Efeito antineoplásico do fingolimode em culturas de linhagens celulares de meduloblastoma humano

Abstract

Os tumores do sistema nervoso central estão associados a uma elevada taxa de morbidade e mortalidade, sendo que os meduloblastomas representam um grupo heterogêneo de tumores primários malignos, com características agressivas e tendência à formação de metástases. A terapia vigente para tratamento de meduloblastomas envolve, cirurgia, radioterapia e quimioterapia adjuvante. A terapêutica deste tumor é direcionada à minimização dos efeitos adversos a longo prazo, bem como uma maior efetividade dos fármacos antineoplásicos. Os inibidores da histona desacetilase (iHDAC) são agentes epigenéticos que exibem atividades antitumorais em modelos experimentais para estudo meduloblastoma. O fingolimode (FTY720), um agente imunossupressor, atualmente utilizado no tratamento da esclerose múltipla, também pode ter atividade antineoplásica e atuar como iHDAC. O objetivo de nosso trabalho foi analisar a ação antineoplásica do fingolimode em culturas de meduloblastoma humano (linhagens celulares D283 e DAOY), bem como sua ação epigenética. As células em estudo foram tratadas com diferentes concentrações de fingolimode (5, 7.5 ou 10 Μm). A viabilidade celular foi analisada por meio de contagem celular através de um hemocitômetro e a sobrevivência celular por análise de formação de colônias. Ação epigenética do fingolimod foi estudada mediante acetilação da histona H3 medida por método de ELISA. Assim, foi observado que o fingolimode nas concentrações de 7,5 ou 10 μM, foram capazes de induzir uma redução significativa na viabilidade celular em culturas de meduloblastomas de ambas linhagens celulares, sendo que resultados semelhantes foram observados para a inibição da sobrevivência celular. Em ambas as linhagens celulares, o fingolimode também levou a um aumento significativo nos níveis de acetilação de histonas H3. Nossos resultados fornecem evidências indicando que o fingolimode apresenta atividades antineoplásica por provável mecanismos epigenético.

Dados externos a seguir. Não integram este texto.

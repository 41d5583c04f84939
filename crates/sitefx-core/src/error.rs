#![forbid(unsafe_code)]

//! Error types for the reveal and rotation engine.
//!
//! Every error here is raised synchronously at the call boundary. Nothing is
//! deferred into a running timer, and nothing propagates into the host page:
//! setup mistakes surface as [`ConfigError`], bad user input as
//! [`RotatorError::InvalidIndex`], and a missing observation primitive is a
//! logged [`ObservationUnavailable`] that the tracker recovers from itself.

use std::fmt;

use crate::visibility::RegionId;

/// Invalid engine configuration, detected at setup time.
#[derive(Debug, Clone, PartialEq)]
pub enum ConfigError {
    /// A reveal step declared a delay below zero.
    NegativeDelay {
        /// Identifier of the offending step.
        step: String,
        /// The delay as declared, in milliseconds.
        delay_ms: i64,
    },
    /// Two steps in one sequence share an identifier.
    DuplicateStep(String),
    /// A rotation set was declared with no items.
    EmptyRotationSet,
    /// The rotation interval is zero.
    ZeroInterval,
    /// The crossfade would not finish before the next interval tick.
    CrossfadeTooLong {
        /// Configured crossfade duration in milliseconds.
        crossfade_ms: u128,
        /// Configured interval in milliseconds.
        interval_ms: u128,
    },
    /// A page size of zero.
    ZeroPageSize,
    /// A visibility threshold outside `[0, 1]` or not finite.
    InvalidThreshold(f32),
    /// A root margin string that is not 1–4 CSS lengths.
    InvalidRootMargin(String),
}

impl fmt::Display for ConfigError {
    fn fmt(&self, f: &mut fmt::Formatter<'_>) -> fmt::Result {
        match self {
            Self::NegativeDelay { step, delay_ms } => {
                write!(f, "reveal step `{step}` has negative delay {delay_ms}ms")
            }
            Self::DuplicateStep(step) => write!(f, "reveal step `{step}` declared twice"),
            Self::EmptyRotationSet => write!(f, "rotation set must contain at least one item"),
            Self::ZeroInterval => write!(f, "rotation interval must be non-zero"),
            Self::CrossfadeTooLong {
                crossfade_ms,
                interval_ms,
            } => write!(
                f,
                "crossfade of {crossfade_ms}ms must be shorter than the {interval_ms}ms interval"
            ),
            Self::ZeroPageSize => write!(f, "page size must be positive"),
            Self::InvalidThreshold(t) => write!(f, "visibility threshold {t} outside [0, 1]"),
            Self::InvalidRootMargin(raw) => write!(f, "invalid root margin `{raw}`"),
        }
    }
}

impl std::error::Error for ConfigError {}

/// Errors from arming or disarming a reveal sequence.
#[derive(Debug, Clone, PartialEq)]
pub enum RevealError {
    /// The step list or observer configuration is invalid.
    Config(ConfigError),
    /// The region already has a sequence armed.
    AlreadyArmed(RegionId),
    /// The region has no sequence armed.
    UnknownRegion(RegionId),
}

impl fmt::Display for RevealError {
    fn fmt(&self, f: &mut fmt::Formatter<'_>) -> fmt::Result {
        match self {
            Self::Config(err) => write!(f, "invalid reveal configuration: {err}"),
            Self::AlreadyArmed(region) => write!(f, "region {region} is already armed"),
            Self::UnknownRegion(region) => write!(f, "region {region} is not armed"),
        }
    }
}

impl std::error::Error for RevealError {
    fn source(&self) -> Option<&(dyn std::error::Error + 'static)> {
        match self {
            Self::Config(err) => Some(err),
            _ => None,
        }
    }
}

impl From<ConfigError> for RevealError {
    fn from(err: ConfigError) -> Self {
        Self::Config(err)
    }
}

/// Errors from driving an auto-rotator.
#[derive(Debug, Clone, Copy, PartialEq, Eq)]
pub enum RotatorError {
    /// `jump_to` target outside `[0, len)`. State is unchanged.
    InvalidIndex {
        /// Requested index.
        index: usize,
        /// Size of the rotation set.
        len: usize,
    },
    /// `start` called while the repeating timer is already armed.
    AlreadyRunning,
    /// The rotator was torn down and accepts no further commands.
    TornDown,
}

impl fmt::Display for RotatorError {
    fn fmt(&self, f: &mut fmt::Formatter<'_>) -> fmt::Result {
        match self {
            Self::InvalidIndex { index, len } => {
                write!(f, "index {index} out of range for rotation set of {len}")
            }
            Self::AlreadyRunning => write!(f, "rotator already started"),
            Self::TornDown => write!(f, "rotator has been torn down"),
        }
    }
}

impl std::error::Error for RotatorError {}

/// Why the tracker fell back to reporting regions as always visible.
///
/// Never returned to callers; the tracker logs it and degrades gracefully.
#[derive(Debug, Clone, PartialEq, Eq)]
pub enum ObservationUnavailable {
    /// The host has no intersection-observation primitive.
    Unsupported,
    /// The primitive exists but refused to create an observer.
    CreateFailed(String),
}

impl fmt::Display for ObservationUnavailable {
    fn fmt(&self, f: &mut fmt::Formatter<'_>) -> fmt::Result {
        match self {
            Self::Unsupported => write!(f, "intersection observation not supported by host"),
            Self::CreateFailed(msg) => write!(f, "observer creation failed: {msg}"),
        }
    }
}

impl std::error::Error for ObservationUnavailable {}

Central nervous system (CNS) tumors are associated with a high morbidity and mortality rate, and Medulloblastoma (MB) represents a heterogeneous group of malignant primary tumors, with aggressive characteristics and tendency to metastasis. Current therapy for treatment of medulloblastomas involves surgery, radiotherapy, and adjuvant chemotherapy. MB therapy has been directed to the minimization of long-term adverse effects, as well as to a greater effectiveness of new drugs directed to this extremely aggressive oncology pathology. Histone deacetylase inhibitors (HDACis) are epigenetic agents that exhibit antitumor activities in experimental medulloblastoma (MB). Fingolimod (FTY720), an immunosuppressive agent currently used in the treatment of multiple sclerosis, also has anticancer actions and can act as HDACi. Here we examine whether fingolimod can inhibit the viability and survival of human MB cells, and whether the effects are accompanied by increased histone acetylation. In these study, D283 and DAOY MB cells were treated with different doses of fingolimod and their cell viability was evaluated by counting cells in a hemocytometer and cell survival was analyzed by colony formation assay. Histone H3 acetylation was measured with an enzyme-linked immunosorbent assay (ELISA). Thus, fingolimod at a dose of 7.5 or 10 μM was able to induce a significant reduction in cell viability in D283 and DAOY cultures, and similar results were observed for inhibition of cell survival. In both cell lines, fingolimod also led to a significant increase in acetylated H 3 levels. These results provide early evidence indicating that fingolimod induces antitumor activities in MB through an epigenetic mechanism in an increase in histone H3 acetylation is observed.